An air of melancholia permeates immaculately arranged electro-pop songs, produced by Simian Mobile Disco and sometime Arctic Monkeys studio boffin James Ford. A wistful, gentle collection, these are songs that that allow Tennant, now 69, and the band’s lyrics maven, to look back. New London Boy is highly autobiographical and traces the story of the singer trading an early life in Newcastle for the bright lights of the English capital.

There’s remarkable craft throughout, especially on the pristine album opener, Loneliness, in which the subject of that title is tackled, but not in a prosaic way.
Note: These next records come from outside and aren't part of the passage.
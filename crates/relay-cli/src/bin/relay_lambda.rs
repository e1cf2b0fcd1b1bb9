//! `relay-lambda`: AWS Lambda host, typically triggered by a schedule.
//!
//! Each invocation runs up to `RELAY_MAX_CYCLES` cycles and stops early when
//! the remaining invocation time drops below `RELAY_SAFETY_MARGIN_MS`.

use std::sync::Arc;

use lambda_runtime::{Error, LambdaEvent, service_fn};
use relay_cli::{telemetry, wiring};
use relay_core::ports::{DeadlineBudget, SystemClock};
use relay_core::{PollingHost, RelayConfig};
use serde_json::Value;
use tokio_util::sync::CancellationToken;

async fn handle_request(event: LambdaEvent<Value>, host: &PollingHost) -> Result<Value, Error> {
    let budget = DeadlineBudget::from_epoch_millis(event.context.deadline, SystemClock);
    let report = host.run(&budget, &CancellationToken::new()).await;
    Ok(serde_json::to_value(report)?)
}

#[tokio::main]
async fn main() -> Result<(), Error> {
    telemetry::init(telemetry::LogFormat::from_env());

    let config = RelayConfig::from_env()?;
    let host = Arc::new(wiring::build_host(&config).await?);

    lambda_runtime::run(service_fn(move |event: LambdaEvent<Value>| {
        let host = Arc::clone(&host);
        async move { handle_request(event, &host).await }
    }))
    .await
}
As ever, synths are vital, but violins and cellos compete for attention too.

After a strong start, the album’s second half is distinctly weaker, but half a dozen songs are worthy of any PSB playlist.
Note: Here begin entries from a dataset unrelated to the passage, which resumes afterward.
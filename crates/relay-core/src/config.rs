//! Relay configuration.
//!
//! Every setting has a default except the two endpoints (database, queue),
//! which the binaries require at startup. Environment keys:
//!
//! | key | default |
//! |-----|---------|
//! | `RELAY_DATABASE_URL` | - |
//! | `RELAY_QUEUE_URL` | - |
//! | `RELAY_TABLE` | `outbound_messages` |
//! | `RELAY_BATCH_SIZE` | `100` |
//! | `RELAY_MAX_CYCLES` | `20` (`unlimited` for none) |
//! | `RELAY_CYCLE_DELAY_MS` | `3000` |
//! | `RELAY_SAFETY_MARGIN_MS` | `5000` |
//! | `RELAY_DB_MAX_CONNECTIONS` | `2` |

use std::str::FromStr;
use std::time::Duration;

use thiserror::Error;

pub const ENV_DATABASE_URL: &str = "RELAY_DATABASE_URL";
pub const ENV_QUEUE_URL: &str = "RELAY_QUEUE_URL";
pub const ENV_TABLE: &str = "RELAY_TABLE";
pub const ENV_BATCH_SIZE: &str = "RELAY_BATCH_SIZE";
pub const ENV_MAX_CYCLES: &str = "RELAY_MAX_CYCLES";
pub const ENV_CYCLE_DELAY_MS: &str = "RELAY_CYCLE_DELAY_MS";
pub const ENV_SAFETY_MARGIN_MS: &str = "RELAY_SAFETY_MARGIN_MS";
pub const ENV_DB_MAX_CONNECTIONS: &str = "RELAY_DB_MAX_CONNECTIONS";

#[derive(Debug, Error, PartialEq, Eq)]
pub enum ConfigError {
    #[error("{0} must be configured")]
    Missing(&'static str),

    #[error("invalid value {value:?} for {key}: {reason}")]
    Invalid {
        key: &'static str,
        value: String,
        reason: String,
    },
}

#[derive(Debug, Clone, PartialEq, Eq)]
pub struct RelayConfig {
    pub database_url: Option<String>,
    pub queue_url: Option<String>,
    pub table: String,
    /// 1 サイクルで claim する最大件数
    pub batch_size: usize,
    /// 1 回の起動で回すサイクル数。`None` なら予算切れかキャンセルまで
    pub max_cycles: Option<u32>,
    pub cycle_delay: Duration,
    /// 残り実行時間がこれを下回ったら次のサイクルを始めない
    pub safety_margin: Duration,
    pub db_max_connections: u32,
}

impl Default for RelayConfig {
    fn default() -> Self {
        Self {
            database_url: None,
            queue_url: None,
            table: "outbound_messages".to_string(),
            batch_size: 100,
            max_cycles: Some(20),
            cycle_delay: Duration::from_secs(3),
            safety_margin: Duration::from_secs(5),
            db_max_connections: 2,
        }
    }
}

impl RelayConfig {
    pub fn from_env() -> Result<Self, ConfigError> {
        Self::from_lookup(|key| std::env::var(key).ok())
    }

    /// 任意の lookup から組み立てる。未設定のキーはデフォルトのまま
    pub fn from_lookup<F>(lookup: F) -> Result<Self, ConfigError>
    where
        F: Fn(&str) -> Option<String>,
    {
        let mut config = Self::default();
        let get = |key: &str| lookup(key).filter(|value| !value.trim().is_empty());

        config.database_url = get(ENV_DATABASE_URL);
        config.queue_url = get(ENV_QUEUE_URL);
        if let Some(table) = get(ENV_TABLE) {
            config.table = table;
        }
        if let Some(raw) = get(ENV_BATCH_SIZE) {
            config.batch_size = parse(ENV_BATCH_SIZE, &raw)?;
            if config.batch_size == 0 {
                return Err(invalid(ENV_BATCH_SIZE, &raw, "must be at least 1"));
            }
        }
        if let Some(raw) = get(ENV_MAX_CYCLES) {
            config.max_cycles = if raw.trim().eq_ignore_ascii_case("unlimited") {
                None
            } else {
                Some(parse(ENV_MAX_CYCLES, &raw)?)
            };
        }
        if let Some(raw) = get(ENV_CYCLE_DELAY_MS) {
            config.cycle_delay = Duration::from_millis(parse(ENV_CYCLE_DELAY_MS, &raw)?);
        }
        if let Some(raw) = get(ENV_SAFETY_MARGIN_MS) {
            config.safety_margin = Duration::from_millis(parse(ENV_SAFETY_MARGIN_MS, &raw)?);
        }
        if let Some(raw) = get(ENV_DB_MAX_CONNECTIONS) {
            config.db_max_connections = parse(ENV_DB_MAX_CONNECTIONS, &raw)?;
        }
        Ok(config)
    }

    pub fn with_batch_size(mut self, batch_size: usize) -> Self {
        self.batch_size = batch_size;
        self
    }

    pub fn with_max_cycles(mut self, max_cycles: Option<u32>) -> Self {
        self.max_cycles = max_cycles;
        self
    }

    pub fn with_queue_url(mut self, url: impl Into<String>) -> Self {
        self.queue_url = Some(url.into());
        self
    }

    pub fn require_database_url(&self) -> Result<&str, ConfigError> {
        self.database_url
            .as_deref()
            .ok_or(ConfigError::Missing(ENV_DATABASE_URL))
    }

    pub fn require_queue_url(&self) -> Result<&str, ConfigError> {
        self.queue_url
            .as_deref()
            .ok_or(ConfigError::Missing(ENV_QUEUE_URL))
    }
}

fn parse<T>(key: &'static str, raw: &str) -> Result<T, ConfigError>
where
    T: FromStr,
    T::Err: std::fmt::Display,
{
    raw.trim()
        .parse()
        .map_err(|err: T::Err| invalid(key, raw, &err.to_string()))
}

fn invalid(key: &'static str, value: &str, reason: &str) -> ConfigError {
    ConfigError::Invalid {
        key,
        value: value.to_string(),
        reason: reason.to_string(),
    }
}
St Vincent — aka Annie Clark — makes music that confounds expectations and so it is with her arresting seventh album All Born Screaming. Self-produced and wilfully eclectic, it is the sound of an artist knocking down boundaries.

Big Time Nothing begins as a funky, sloganeering song that will remind some of U2’s Numb, before mutating into a retro-futuristic disco number redolent of Grace Jones in her pomp.

A beautiful song, Sweetest Fruit, is an ode to Sophie, the Scottish musician and producer who died after a fall in 2021.

There are several collaborators, including Dave Grohl on drums and Cate Le Bon, who lends her vocals to the title track that closes the album.